Tragedia en Zamora

Sobreviviente del aluvión en Zamora se aferró tres horas a un árbol para evitar la palizada: "mi fuerza, mi lucha, fue mi bebé"

Desde un estruendo al desastre: relatos del aluvión en Zamora muestran la magnitud de la emergencia que devastó a Santa Isabel y Cantzama.

17 Julio de 2026
Aluvión Zamora Chinchipe
Aluvión Zamora Chinchipe Foto: Redes Sociales

Yanela Pinzón es una sobreviviente del aluvión que arrasó con Zamora Chinchipe el pasado 4 de julio. Se aferró a un árbol por tres horas, mientras desde arriba veía el paso de la palizada, árboles, escombros y lodo. A lo lejos, divisó a un equipo de rescate que la llenó de esperanza en el momento ideal, antes de rendirse a pelear por mantenerse con vida.

"Fui una víctima más. No hay mejor descripción que esto es un milagro de Dios", dijo.

El día anterior al aluvión, el 3 de julio, Yanela se movilizó con tres compañeros a Cantzama, ante la alerta de una crecida de ríos en la zona. Realizaron un recorrido a lo largo de los cuerpos hídricos del sector y, luego de varias horas, los análisis apuntaban a una reducción del nivel de los ríos.

Ya en la noche, bajaron al sector de Santa Isabel para descansar. Estuvieron en una casa donde una familia, que se negaba a evacuar de manera preventiva, les brindó una taza de café con pan en agradecimiento. Pero en Yanela surgió un sentimiento de ansiedad, que trajo a su bebé a la mente y una sensación de algo sucedería.

Fue cuestión de minutos para que el pálpito de Yanela se convierta en la tragedia. Un sonido similar al de un terremoto se escuchó, sin conocer la dimensión de lo que se venía.

Al voltear a su izquierda y derecha, Yanela vio el paso del aluvión que arrasó con todo en Zamora Chinchipe. En ese momento, su primer pensamiento fue su familia, a quien encomendó a Dios su vida, así como la suya. Eso le ayudó a alcanzar una rama alta en un árbol, donde permaneció sentada por tres horas y estuvo a punto de darse por vencida.

"Mi fuerza, mi lucha, fue mi bebé. Creí que no iba a sobrevivir", relató.
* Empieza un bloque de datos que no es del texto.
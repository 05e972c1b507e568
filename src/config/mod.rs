// Copyright (c) 2025 Kirky.X
//
// Licensed under the MIT License
// See LICENSE file in the project root for full license information.

/// 配置模块
///
/// 处理应用程序的配置设置，包括服务器、爬取请求头、存储和指标等配置
pub mod settings;
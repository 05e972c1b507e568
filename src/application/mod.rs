// Copyright (c) 2025 Kirky.X
//
// Licensed under the MIT License
// See LICENSE file in the project root for full license information.

/// 应用层模块
///
/// 定义对外接口使用的数据传输对象
pub mod dto;
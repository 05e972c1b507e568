// Copyright (c) 2025 Kirky.X
//
// Licensed under the MIT License
// See LICENSE file in the project root for full license information.

use axum::{
    http::StatusCode,
    response::{IntoResponse, Response},
    Json,
};
use serde_json::json;

use crate::domain::services::batch_service::CrawlError;

/// 应用错误类型
///
/// 封装所有可能的应用层错误，提供统一的错误处理接口
#[derive(Debug)]
pub struct AppError(anyhow::Error);

impl IntoResponse for AppError {
    fn into_response(self) -> Response {
        let error_message = self.0.to_string();

        let status = match self.0.downcast_ref::<CrawlError>() {
            Some(CrawlError::InvalidInput) => StatusCode::BAD_REQUEST,
            None => StatusCode::INTERNAL_SERVER_ERROR,
        };

        let body = Json(json!({ "error": error_message }));
        (status, body).into_response()
    }
}

impl<E> From<E> for AppError
where
    E: Into<anyhow::Error>,
{
    fn from(err: E) -> Self {
        Self(err.into())
    }
}
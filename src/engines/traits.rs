// Copyright 2025 Kirky.X
//
// Licensed under the Apache License, Version 2.0 (the "License");
// you may not use this file except in compliance with the License.
// You may obtain a copy of the License at
//
//     http://www.apache.org/licenses/LICENSE-2.0
//
// Unless required by applicable law or agreed to in writing, software
// distributed under the License is distributed on an "AS IS" BASIS,
// WITHOUT WARRANTIES OR CONDITIONS OF ANY KIND, either express or implied.
// See the License for the specific language governing permissions and
// limitations under the License.

use async_trait::async_trait;
use bytes::Bytes;
use std::collections::HashMap;
use std::time::Duration;
use thiserror::Error;

use crate::domain::models::page_result::ErrorCategory;

/// 引擎错误类型
#[derive(Error, Debug)]
pub enum EngineError {
    /// 请求失败（网络、DNS、超时或非 2xx 状态码）
    #[error("Request failed: {0}")]
    RequestFailed(#[from] reqwest::Error),
    /// 请求头非法
    #[error("Invalid header: {0}")]
    InvalidHeader(String),
}

impl EngineError {
    /// 错误分类，用于统计和结果标记
    pub fn category(&self) -> ErrorCategory {
        match self {
            EngineError::RequestFailed(e) => {
                if e.is_timeout() {
                    ErrorCategory::Timeout
                } else if e.is_status() {
                    ErrorCategory::HttpError
                } else if e.is_connect() {
                    ErrorCategory::ConnectionError
                } else if e.is_builder() {
                    ErrorCategory::InvalidUrl
                } else if e.is_redirect() {
                    ErrorCategory::TooManyRedirects
                } else if e.is_body() || e.is_decode() {
                    ErrorCategory::BodyError
                } else {
                    ErrorCategory::RequestException
                }
            }
            EngineError::InvalidHeader(_) => ErrorCategory::InvalidHeader,
        }
    }
}

/// 抓取请求
#[derive(Debug, Clone)]
pub struct FetchRequest {
    /// 目标URL
    pub url: String,
    /// 请求头
    pub headers: HashMap<String, String>,
    /// 超时时间
    pub timeout: Duration,
    /// 是否跳过TLS验证
    pub skip_tls_verification: bool,
}

/// 各阶段耗时
#[derive(Debug, Clone, Copy, Default)]
pub struct FetchTiming {
    /// 客户端构建耗时
    pub setup: Duration,
    /// 等待响应头耗时
    pub response: Duration,
    /// 下载响应体耗时
    pub download: Duration,
}

/// 抓取响应
#[derive(Debug, Clone)]
pub struct FetchResponse {
    /// HTTP状态码
    pub status_code: u16,
    /// 内容类型，响应未声明时为空字符串
    pub content_type: String,
    /// 响应头
    pub headers: HashMap<String, String>,
    /// 原始响应体
    pub body: Bytes,
    /// 耗时明细
    pub timing: FetchTiming,
}

/// 抓取引擎特质
#[async_trait]
pub trait ScraperEngine: Send + Sync {
    /// 执行一次 GET 请求
    async fn fetch(&self, request: &FetchRequest) -> Result<FetchResponse, EngineError>;

    /// 引擎名称
    fn name(&self) -> &'static str;
}
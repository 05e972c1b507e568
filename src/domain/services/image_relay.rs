// Copyright (c) 2025 Kirky.X
//
// Licensed under the MIT License
// See LICENSE file in the project root for full license information.

use bytes::Bytes;
use std::sync::Arc;

use crate::config::settings::{CrawlerSettings, RelaySettings};
use crate::engines::traits::{EngineError, FetchRequest, ScraperEngine};

/// 上游未声明内容类型时使用的默认值
pub const DEFAULT_IMAGE_CONTENT_TYPE: &str = "image/jpeg";

/// 中转得到的图片
#[derive(Debug, Clone)]
pub struct RelayedImage {
    pub content_type: String,
    pub body: Bytes,
}

/// 图片中转服务
///
/// 以浏览器请求头和调用方给定的 Referer 拉取图片，绕过图床的防盗链检查
pub struct ImageRelayService {
    engine: Arc<dyn ScraperEngine>,
    crawler: CrawlerSettings,
    relay: RelaySettings,
}

impl ImageRelayService {
    pub fn new(engine: Arc<dyn ScraperEngine>, crawler: CrawlerSettings, relay: RelaySettings) -> Self {
        Self {
            engine,
            crawler,
            relay,
        }
    }

    /// 拉取图片
    pub async fn relay(&self, url: &str, referer: Option<&str>) -> Result<RelayedImage, EngineError> {
        let request = FetchRequest {
            url: url.to_string(),
            headers: self.crawler.relay_headers(&self.relay, referer),
            timeout: self.crawler.timeout(),
            skip_tls_verification: false,
        };

        let response = self.engine.fetch(&request).await?;
        let content_type = if response.content_type.trim().is_empty() {
            DEFAULT_IMAGE_CONTENT_TYPE.to_string()
        } else {
            response.content_type
        };

        Ok(RelayedImage {
            content_type,
            body: response.body,
        })
    }
}
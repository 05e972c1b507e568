// Copyright (c) 2025 Kirky.X
//
// Licensed under the MIT License
// See LICENSE file in the project root for full license information.

/// 领域模型模块
///
/// - 批量请求（crawl_request）：URL 列表、大小上限与内容模式
/// - 页面结果（page_result）：单个URL的处理结果与性能指标
/// - 批量统计（batch_stats）：汇总与按域名统计
pub mod batch_stats;
pub mod crawl_request;
pub mod page_result;
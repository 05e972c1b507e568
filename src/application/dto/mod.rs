// Copyright (c) 2025 Kirky.X
//
// Licensed under the MIT License
// See LICENSE file in the project root for full license information.

/// 数据传输对象模块
///
/// 定义应用程序层的数据传输对象
/// 用于在API请求和领域模型之间传输数据
pub mod crawl_request;
pub mod proxy_request;
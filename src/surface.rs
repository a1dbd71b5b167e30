// The playable media surface the sync process reads from. Playback transport stays with the host.

use crate::types::{Resolution, Timestamp};

/// Read-only view of a video element.
pub trait VideoSurface {
    /// Current playback position in seconds.
    fn current_time(&self) -> f64;

    /// Size the element is rendered at, in CSS pixels.
    fn rendered_size(&self) -> Resolution;
}

/// Playback position and rendered size, sampled together.
pub fn sample(surface: &impl VideoSurface) -> (Timestamp, Resolution) {
    (
        Timestamp::from_secs_f64(surface.current_time()),
        surface.rendered_size(),
    )
}

impl VideoSurface for web_sys::HtmlVideoElement {
    fn current_time(&self) -> f64 {
        web_sys::HtmlMediaElement::current_time(self)
    }

    fn rendered_size(&self) -> Resolution {
        Resolution::new(self.client_width() as f64, self.client_height() as f64)
    }
}

/// Surface with fixed values, for hosts that track playback themselves.
#[derive(Debug, Clone, Copy, PartialEq)]
pub struct FixedSurface {
    pub current_time: f64,
    pub rendered: Resolution,
}

impl VideoSurface for FixedSurface {
    fn current_time(&self) -> f64 {
        self.current_time
    }

    fn rendered_size(&self) -> Resolution {
        self.rendered
    }
}
// Caller-owned holder for the current SyncState, passed down to whatever renders it.
// Starts at SyncState::default(); observers are notified on every update and reset.

use std::cell::RefCell;
use std::rc::{Rc, Weak};

use crate::types::SyncState;

type Observer = Rc<RefCell<Box<dyn FnMut(&SyncState)>>>;

#[derive(Default)]
struct ContextInner {
    state: SyncState,
    revision: u64,
    next_id: u64,
    observers: Vec<(u64, Observer)>,
}

/// Shared, explicitly constructed metadata context. Clones refer to the same state.
#[derive(Clone, Default)]
pub struct MetadataContext {
    inner: Rc<RefCell<ContextInner>>,
}

impl MetadataContext {
    pub fn new() -> Self {
        Self::default()
    }

    /// Snapshot of the current state.
    pub fn get(&self) -> SyncState {
        self.inner.borrow().state.clone()
    }

    /// Number of updates applied so far (resets included).
    pub fn revision(&self) -> u64 {
        self.inner.borrow().revision
    }

    pub fn update(&self, state: SyncState) {
        let observers: Vec<Observer> = {
            let mut inner = self.inner.borrow_mut();
            inner.state = state.clone();
            inner.revision += 1;
            inner.observers.iter().map(|(_, o)| Rc::clone(o)).collect()
        };
        for observer in observers {
            (observer.borrow_mut().as_mut())(&state);
        }
    }

    /// Back to the initial value.
    pub fn reset(&self) {
        self.update(SyncState::default());
    }

    /// Register a callback for state changes. Dropping the handle unregisters it.
    pub fn observe(&self, callback: impl FnMut(&SyncState) + 'static) -> ObserverHandle {
        let callback: Box<dyn FnMut(&SyncState)> = Box::new(callback);
        let mut inner = self.inner.borrow_mut();
        let id = inner.next_id;
        inner.next_id += 1;
        inner.observers.push((id, Rc::new(RefCell::new(callback))));
        ObserverHandle {
            id,
            context: Rc::downgrade(&self.inner),
        }
    }

    pub fn observer_count(&self) -> usize {
        self.inner.borrow().observers.len()
    }
}

impl std::fmt::Debug for MetadataContext {
    fn fmt(&self, f: &mut std::fmt::Formatter<'_>) -> std::fmt::Result {
        let inner = self.inner.borrow();
        f.debug_struct("MetadataContext")
            .field("state", &inner.state)
            .field("revision", &inner.revision)
            .field("observers", &inner.observers.len())
            .finish()
    }
}

/// Cancellation handle for a context observer.
#[must_use = "dropping an ObserverHandle stops observation"]
pub struct ObserverHandle {
    id: u64,
    context: Weak<RefCell<ContextInner>>,
}

impl Drop for ObserverHandle {
    fn drop(&mut self) {
        if let Some(inner) = self.context.upgrade() {
            inner.borrow_mut().observers.retain(|(id, _)| *id != self.id);
        }
    }
}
A lo lejos, Yanela vio un grupo de compañeros bomberos que se acercaban a su árbol para rescatarla. Un sentimiento de esperanza le invadió ante la poca fuerza que le quedaba para mantenerse con vida, mientras sus manos y pies estaban entumidos por el frío.

"Si no me salvaban en ese lapso de tiempo, ya no sobrevivía. Porque no tenía ni la fuerza ni las ganas de seguir luchando", sostuvo.

Para Yanela, el hecho de sobrevivir al aluvión ratifica su vocación por servir a la ciudadanía. Su predisposición para ayudar y rescatar a las personas está más firme que nunca y, en sus palabras, deja viva una esperanza que nunca perecerá.